ナツハゼ(ツツジ科スノキ属)です。うっかりすると見落としそうなこの小さな花ですが、
よくみると、ベニドウダンに似た形もよく、色合いもほどよく混ざり合っていて意外に可愛いいものです。葉に酸味があるのでスノキ属になっています。
夏櫨、夏黄櫨という名は、初夏の紅色の新芽の美しさを、櫨の木の秋の紅葉になぞらえてつけられた名です。いまはその葉も緑に変わっています。
ブルーベリーの1種といわれ、秋に黒色に熟す果実は、食べられるそうです。

卯の花は匂わない。謬説「夏は来ぬ」考

2005-06-01 06:52:02 | 植物観察1日1題
ツクバネ、タニ、ハコネに遅れて、空木の本命、卯の花(ウツギ)が咲き出しました。
唱歌「夏は来ぬ」(佐佐木信綱作詞、小山作之助作曲) “卯の花のにおう垣根に・・・”
で歌われて誰でも知っている卯の花も、その地味さからか、実物となると案外知らない人が多いみたいです。
卯の花(ユキノシタ科ウツギ属)は、穂状の花序に白い小花を沢山つけ梅雨に先駆けて咲きます。白い蕾は米粒を連想させ、昔は咲き方で米の豊凶を占ったそうです。

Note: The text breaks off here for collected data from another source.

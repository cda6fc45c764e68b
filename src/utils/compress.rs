//! Pluggable stream compression for wire messages

use std::io::{self, Read, Write};

use brotli::{CompressorWriter, Decompressor};
use flate2::read::{DeflateDecoder, ZlibDecoder};
use flate2::write::{DeflateEncoder, ZlibEncoder};
use serde::{Deserialize, Serialize};
use thiserror::Error;

#[derive(Debug, Error)]
pub enum CompressError {
    #[error("compression failed: {0}")]
    Io(#[from] io::Error),
}

#[derive(Debug, Error)]
pub enum DecompressError {
    #[error("corrupt compressed stream: {0}")]
    CorruptStream(String),

    #[error("decompressed output exceeds {limit} bytes")]
    OutputTooLarge { limit: usize },
}

pub trait Compressor: Send + Sync {
    fn compress(&self, data: &[u8]) -> Result<Vec<u8>, CompressError>;

    /// Reverse `compress`, refusing to produce more than `limit` bytes
    fn decompress(&self, data: &[u8], limit: usize) -> Result<Vec<u8>, DecompressError>;

    fn name(&self) -> &'static str;
}

/// Compression algorithms available to the sender and receiver.
///
/// `Deflate` is raw RFC 1951 DEFLATE, the stream Apple's `COMPRESSION_ZLIB`
/// produces, and is the default so iOS senders interoperate.
#[derive(Debug, Clone, Copy, PartialEq, Eq, Serialize, Deserialize)]
#[serde(tag = "kind", rename_all = "snake_case")]
pub enum Compression {
    Deflate { level: u32 },
    Zlib { level: u32 },
    Brotli { quality: u32, window: u32 },
    Identity,
}

impl Default for Compression {
    fn default() -> Self {
        Compression::Deflate { level: 6 }
    }
}

impl Compressor for Compression {
    fn compress(&self, data: &[u8]) -> Result<Vec<u8>, CompressError> {
        match *self {
            Compression::Deflate { level } => {
                let mut encoder =
                    DeflateEncoder::new(Vec::new(), flate2::Compression::new(level.min(9)));
                encoder.write_all(data)?;
                Ok(encoder.finish()?)
            }
            Compression::Zlib { level } => {
                let mut encoder =
                    ZlibEncoder::new(Vec::new(), flate2::Compression::new(level.min(9)));
                encoder.write_all(data)?;
                Ok(encoder.finish()?)
            }
            Compression::Brotli { quality, window } => {
                let mut compressed = Vec::new();
                {
                    let mut compressor =
                        CompressorWriter::new(&mut compressed, 4096, quality.min(11), window.clamp(10, 24));
                    compressor.write_all(data)?;
                }
                Ok(compressed)
            }
            Compression::Identity => Ok(data.to_vec()),
        }
    }

    fn decompress(&self, data: &[u8], limit: usize) -> Result<Vec<u8>, DecompressError> {
        match *self {
            Compression::Deflate { .. } => read_bounded(DeflateDecoder::new(data), limit),
            Compression::Zlib { .. } => read_bounded(ZlibDecoder::new(data), limit),
            Compression::Brotli { .. } => read_bounded(Decompressor::new(data, 4096), limit),
            Compression::Identity => {
                if data.len() > limit {
                    return Err(DecompressError::OutputTooLarge { limit });
                }
                Ok(data.to_vec())
            }
        }
    }

    fn name(&self) -> &'static str {
        match self {
            Compression::Deflate { .. } => "deflate",
            Compression::Zlib { .. } => "zlib",
            Compression::Brotli { .. } => "brotli",
            Compression::Identity => "identity",
        }
    }
}

fn read_bounded<R: Read>(reader: R, limit: usize) -> Result<Vec<u8>, DecompressError> {
    let mut out = Vec::new();
    reader
        .take(limit as u64 + 1)
        .read_to_end(&mut out)
        .map_err(|e| DecompressError::CorruptStream(e.to_string()))?;
    if out.len() > limit {
        return Err(DecompressError::OutputTooLarge { limit });
    }
    Ok(out)
}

ところで、この唱歌調子はよいのですが、私にいわせますと1番の歌詞は不自然で、この高名な詩人は頭の中で考えて作詞したとしか思われません。(1)卯の花は殆ど匂わないこと(2)ホトトギスの忍び音とは、南から渡ってきたばかりの時鳥のまだ練習中の鳴き声で、季節としては合うが、時鳥は普通森林にすみ、家の垣根で忍び音を洩らすなどは考えにくいこと(3)卯の花は落葉樹で枝や葉も疎らであり、美観と遮蔽性をおもんじる垣根に不適当で実際にはあまり見られないこと(ただし広辞苑には卯の花垣として載っている)などです。このように疑問の多い歌詞ですが、この歌の功罪はと問われれば、我が住む高槻の市の花である卯の花をこれだけ広く知らしめてくれた点で功の方を採りたいと思います。
ついでにいえば、広辞苑には、卯の花(おから)を使った料理名が8種類も載っていました。いくつか試してみることにしましょう。